[Problem]:
Scan the records below for the word "right". Copy each line where it appears.

Source data
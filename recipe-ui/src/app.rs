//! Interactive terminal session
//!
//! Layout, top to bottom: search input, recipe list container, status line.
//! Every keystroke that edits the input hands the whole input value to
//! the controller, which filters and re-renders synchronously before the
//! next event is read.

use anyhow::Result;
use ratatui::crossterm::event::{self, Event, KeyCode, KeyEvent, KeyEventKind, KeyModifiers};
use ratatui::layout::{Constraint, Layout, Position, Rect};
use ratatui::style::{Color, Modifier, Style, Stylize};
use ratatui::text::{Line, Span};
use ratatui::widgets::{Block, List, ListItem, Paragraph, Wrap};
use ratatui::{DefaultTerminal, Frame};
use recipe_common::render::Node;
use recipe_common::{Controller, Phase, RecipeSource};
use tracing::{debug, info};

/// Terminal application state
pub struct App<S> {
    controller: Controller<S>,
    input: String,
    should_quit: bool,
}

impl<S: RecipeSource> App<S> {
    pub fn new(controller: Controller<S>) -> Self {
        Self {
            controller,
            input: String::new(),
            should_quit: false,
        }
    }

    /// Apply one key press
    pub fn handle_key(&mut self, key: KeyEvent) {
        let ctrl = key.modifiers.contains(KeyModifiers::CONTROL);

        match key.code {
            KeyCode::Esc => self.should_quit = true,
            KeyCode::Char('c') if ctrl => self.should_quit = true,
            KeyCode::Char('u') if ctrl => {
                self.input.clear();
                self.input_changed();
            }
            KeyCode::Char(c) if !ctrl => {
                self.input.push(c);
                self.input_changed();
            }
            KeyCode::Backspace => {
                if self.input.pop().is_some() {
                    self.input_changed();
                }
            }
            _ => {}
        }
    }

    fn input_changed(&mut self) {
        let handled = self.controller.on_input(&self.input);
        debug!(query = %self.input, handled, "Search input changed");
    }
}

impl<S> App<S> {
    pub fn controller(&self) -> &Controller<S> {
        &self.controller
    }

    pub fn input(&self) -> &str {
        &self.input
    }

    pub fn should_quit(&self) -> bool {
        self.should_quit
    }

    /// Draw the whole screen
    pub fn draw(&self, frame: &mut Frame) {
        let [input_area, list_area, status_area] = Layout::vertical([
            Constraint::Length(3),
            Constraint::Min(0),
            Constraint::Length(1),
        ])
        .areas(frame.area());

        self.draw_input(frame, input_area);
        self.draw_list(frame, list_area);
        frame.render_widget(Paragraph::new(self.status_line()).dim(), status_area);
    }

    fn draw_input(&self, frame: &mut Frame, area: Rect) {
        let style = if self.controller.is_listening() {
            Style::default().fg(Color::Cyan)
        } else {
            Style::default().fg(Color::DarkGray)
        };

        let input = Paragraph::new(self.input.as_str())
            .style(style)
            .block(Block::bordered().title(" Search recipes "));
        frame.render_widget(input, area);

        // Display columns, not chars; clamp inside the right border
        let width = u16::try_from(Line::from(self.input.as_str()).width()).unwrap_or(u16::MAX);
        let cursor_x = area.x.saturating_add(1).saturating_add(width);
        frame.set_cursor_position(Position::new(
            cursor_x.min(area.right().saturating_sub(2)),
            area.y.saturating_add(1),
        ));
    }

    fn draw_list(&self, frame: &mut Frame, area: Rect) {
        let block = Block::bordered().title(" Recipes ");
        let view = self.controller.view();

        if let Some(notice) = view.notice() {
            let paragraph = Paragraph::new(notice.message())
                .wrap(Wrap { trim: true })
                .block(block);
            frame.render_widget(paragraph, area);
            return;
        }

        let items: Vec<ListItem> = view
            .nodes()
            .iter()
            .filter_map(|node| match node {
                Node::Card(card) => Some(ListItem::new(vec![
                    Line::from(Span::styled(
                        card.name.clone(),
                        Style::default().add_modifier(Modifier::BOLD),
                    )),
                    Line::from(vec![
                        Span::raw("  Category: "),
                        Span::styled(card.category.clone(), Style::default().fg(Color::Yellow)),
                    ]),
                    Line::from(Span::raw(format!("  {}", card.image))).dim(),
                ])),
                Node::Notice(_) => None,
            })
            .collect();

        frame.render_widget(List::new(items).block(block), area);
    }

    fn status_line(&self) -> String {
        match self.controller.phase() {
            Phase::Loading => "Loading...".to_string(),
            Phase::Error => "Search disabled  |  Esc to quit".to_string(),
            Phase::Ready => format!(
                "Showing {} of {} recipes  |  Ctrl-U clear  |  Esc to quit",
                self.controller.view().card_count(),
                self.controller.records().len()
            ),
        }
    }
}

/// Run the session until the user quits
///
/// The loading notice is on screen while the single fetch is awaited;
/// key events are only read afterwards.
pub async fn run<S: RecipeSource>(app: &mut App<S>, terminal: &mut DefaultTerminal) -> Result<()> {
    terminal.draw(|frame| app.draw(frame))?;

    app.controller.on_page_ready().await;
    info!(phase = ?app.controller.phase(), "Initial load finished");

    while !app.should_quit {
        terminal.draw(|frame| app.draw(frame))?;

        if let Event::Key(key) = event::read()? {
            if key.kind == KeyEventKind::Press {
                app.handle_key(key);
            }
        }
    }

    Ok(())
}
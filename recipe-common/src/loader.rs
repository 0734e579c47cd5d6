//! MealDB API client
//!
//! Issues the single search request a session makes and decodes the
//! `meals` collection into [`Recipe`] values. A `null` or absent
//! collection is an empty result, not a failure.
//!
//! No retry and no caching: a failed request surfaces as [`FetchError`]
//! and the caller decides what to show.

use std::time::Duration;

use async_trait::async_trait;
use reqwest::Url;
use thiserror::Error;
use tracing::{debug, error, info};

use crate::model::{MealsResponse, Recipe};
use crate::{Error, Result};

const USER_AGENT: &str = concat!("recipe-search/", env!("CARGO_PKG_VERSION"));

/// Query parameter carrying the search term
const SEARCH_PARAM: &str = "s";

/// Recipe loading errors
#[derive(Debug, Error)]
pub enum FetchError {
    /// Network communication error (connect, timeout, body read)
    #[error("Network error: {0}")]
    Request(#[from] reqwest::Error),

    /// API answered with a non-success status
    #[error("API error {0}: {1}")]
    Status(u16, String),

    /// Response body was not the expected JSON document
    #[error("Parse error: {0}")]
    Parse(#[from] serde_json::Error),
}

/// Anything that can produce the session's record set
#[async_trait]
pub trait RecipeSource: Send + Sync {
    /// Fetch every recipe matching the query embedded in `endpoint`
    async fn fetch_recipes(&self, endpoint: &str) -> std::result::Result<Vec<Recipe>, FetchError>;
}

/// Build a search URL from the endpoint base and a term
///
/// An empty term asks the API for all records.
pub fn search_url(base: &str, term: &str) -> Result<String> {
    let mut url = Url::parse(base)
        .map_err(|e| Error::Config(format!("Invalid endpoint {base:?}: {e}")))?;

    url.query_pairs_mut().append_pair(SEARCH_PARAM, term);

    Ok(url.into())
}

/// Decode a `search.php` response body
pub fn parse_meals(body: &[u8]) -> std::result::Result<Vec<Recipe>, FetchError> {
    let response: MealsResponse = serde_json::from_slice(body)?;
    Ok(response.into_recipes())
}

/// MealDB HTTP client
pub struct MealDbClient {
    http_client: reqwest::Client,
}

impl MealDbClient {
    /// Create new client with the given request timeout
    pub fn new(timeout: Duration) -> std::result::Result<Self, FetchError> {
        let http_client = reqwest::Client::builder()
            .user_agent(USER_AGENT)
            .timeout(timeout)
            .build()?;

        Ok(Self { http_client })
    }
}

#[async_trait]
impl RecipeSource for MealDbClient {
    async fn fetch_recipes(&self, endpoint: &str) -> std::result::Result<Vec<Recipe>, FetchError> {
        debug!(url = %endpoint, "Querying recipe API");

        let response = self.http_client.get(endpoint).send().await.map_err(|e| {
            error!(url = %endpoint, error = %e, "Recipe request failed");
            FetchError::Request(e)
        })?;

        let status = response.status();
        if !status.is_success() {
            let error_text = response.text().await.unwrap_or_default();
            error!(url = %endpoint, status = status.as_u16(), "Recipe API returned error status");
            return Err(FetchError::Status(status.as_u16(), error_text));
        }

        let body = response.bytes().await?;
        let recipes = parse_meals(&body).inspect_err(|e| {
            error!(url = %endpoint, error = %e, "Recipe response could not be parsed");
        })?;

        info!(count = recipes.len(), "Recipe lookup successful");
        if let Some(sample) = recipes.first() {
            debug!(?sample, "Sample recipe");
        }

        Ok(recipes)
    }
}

[Exercise answer]:
        // Display columns, not chars; clamp inside the right border
            cursor_x.min(area.right().saturating_sub(2)),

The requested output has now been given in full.